Michel Jonasz : « Vous ne me verrez jamais dans un Ehpad »

ENTRETIEN - Dans « Maison de retraite 2 », le chanteur fait l’acteur et incarne un joyeux pensionnaire, un rôle sur mesure.
Michel Jonasz, à Paris, sous les arcades de la place des Vosges, dans le quartier du Marais, le 6 février.
Michel Jonasz, à Paris, sous les arcades de la place des Vosges, dans le quartier du Marais, le 6 février. (Crédits : © CYRILLE GEORGE JERUSALMI POUR LA TRIBUNE DIMANCHE)

Michel Jonasz est définitivement un joueur de blues. Un mélomane dans l'âme, bercé depuis toujours par la musique tzigane. Un gamin né en 1947 à Drancy, lieu d'internement où la famille de sa mère a été placée avant la déportation.

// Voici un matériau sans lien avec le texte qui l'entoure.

//! Property tests for the segmenter.

use proptest::prelude::*;
use ragcore::{Document, Segmenter};

/// Valid `(chunk_size, overlap)` pairs: positive size, overlap strictly
/// smaller.
fn arb_sizing() -> impl Strategy<Value = (usize, usize)> {
    (2usize..60).prop_flat_map(|chunk_size| (Just(chunk_size), 0..chunk_size))
}

fn span_of(chunk: &ragcore::Chunk) -> (usize, usize) {
    let start: usize = chunk.metadata["start_offset"].parse().unwrap();
    let end: usize = chunk.metadata["end_offset"].parse().unwrap();
    (start, end)
}

proptest! {
    #![proptest_config(ProptestConfig::with_cases(200))]

    /// Emitted spans cover the whole text: any gap between consecutive
    /// spans holds only whitespace, and each span's trimmed slice equals
    /// the chunk text. Nothing outside overlaps is silently dropped.
    #[test]
    fn spans_cover_text_up_to_whitespace(
        text in "[ a-zA-Z.\n]{0,300}",
        (chunk_size, overlap) in arb_sizing(),
    ) {
        let segmenter = Segmenter::new(chunk_size, overlap).unwrap();
        let chunks = segmenter.segment(&Document::new("doc_1", text.clone()));
        let all: Vec<char> = text.chars().collect();

        let mut covered_to = 0usize;
        for chunk in &chunks {
            let (start, end) = span_of(chunk);
            prop_assert!(start < end);
            if start > covered_to {
                prop_assert!(all[covered_to..start].iter().all(|c| c.is_whitespace()));
            }
            let span: String = all[start..end].iter().collect();
            prop_assert_eq!(span.trim(), chunk.text.as_str());
            covered_to = covered_to.max(end);
        }
        if text.trim().is_empty() {
            prop_assert!(chunks.is_empty());
        } else {
            prop_assert!(all[covered_to..].iter().all(|c| c.is_whitespace()));
        }
    }

    /// Sequence indices start at 0 and increase strictly, and spans
    /// advance strictly through the text.
    #[test]
    fn sequence_indices_and_spans_strictly_increase(
        text in "[ a-z.\n]{0,300}",
        (chunk_size, overlap) in arb_sizing(),
    ) {
        let segmenter = Segmenter::new(chunk_size, overlap).unwrap();
        let chunks = segmenter.segment(&Document::new("doc_1", text));

        for (i, chunk) in chunks.iter().enumerate() {
            prop_assert_eq!(chunk.sequence_index, i);
        }
        for pair in chunks.windows(2) {
            let (prev_start, _) = span_of(&pair[0]);
            let (next_start, _) = span_of(&pair[1]);
            prop_assert!(next_start > prev_start);
        }
    }

    /// No chunk exceeds the configured size, chunks are trimmed and
    /// non-empty, and text at most `chunk_size` long yields one chunk.
    #[test]
    fn chunk_sizing_invariants(
        text in "[ a-zA-Z0-9é日.\n]{0,200}",
        (chunk_size, overlap) in arb_sizing(),
    ) {
        let segmenter = Segmenter::new(chunk_size, overlap).unwrap();
        let chunks = segmenter.segment(&Document::new("doc_1", text.clone()));

        for chunk in &chunks {
            prop_assert!(chunk.text.chars().count() <= chunk_size);
            prop_assert_eq!(chunk.text.trim(), chunk.text.as_str());
            prop_assert!(!chunk.text.is_empty());
        }
        if !text.trim().is_empty() && text.chars().count() <= chunk_size {
            prop_assert_eq!(chunks.len(), 1);
        }
    }
}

Si un soir il est descendu un peu tard, un peu naze dans cette boîte de jazz, ce n'était pas pour se consoler d'une super nana partie pour un autre que lui et surtout pas à cause de lui, mais pour passer une audition de piano qui n'a pas convaincu le jury. De cet échec il a fait un succès. À 77 printemps dont cinquante-cinq ans de carrière dans la chanson, la télé, le théâtre et le cinéma, il conserve cette malice enfantine et cette crépitante simplicité.

Dans son bureau du Marais, il demande à Nora, la maquilleuse, de vider le tube de laque pour dompter sa crinière éclatante. Michel est d'humeur badine. Entre deux coups de pinceau, il raconte ses fous rires sur le tournage de Maison de retraite 2, particulièrement ceux avec Jean Reno. « C'est vrai que nous avons bien profité de la cantine ! » Naturellement, il s'accroche à mon bras pour rejoindre la place des Vosges, salive devant une pâtisserie, commente les galeries d'art sous les arcades et prend la pose sans jamais manifester d'ennui. C'est la classe, ce Jonasz !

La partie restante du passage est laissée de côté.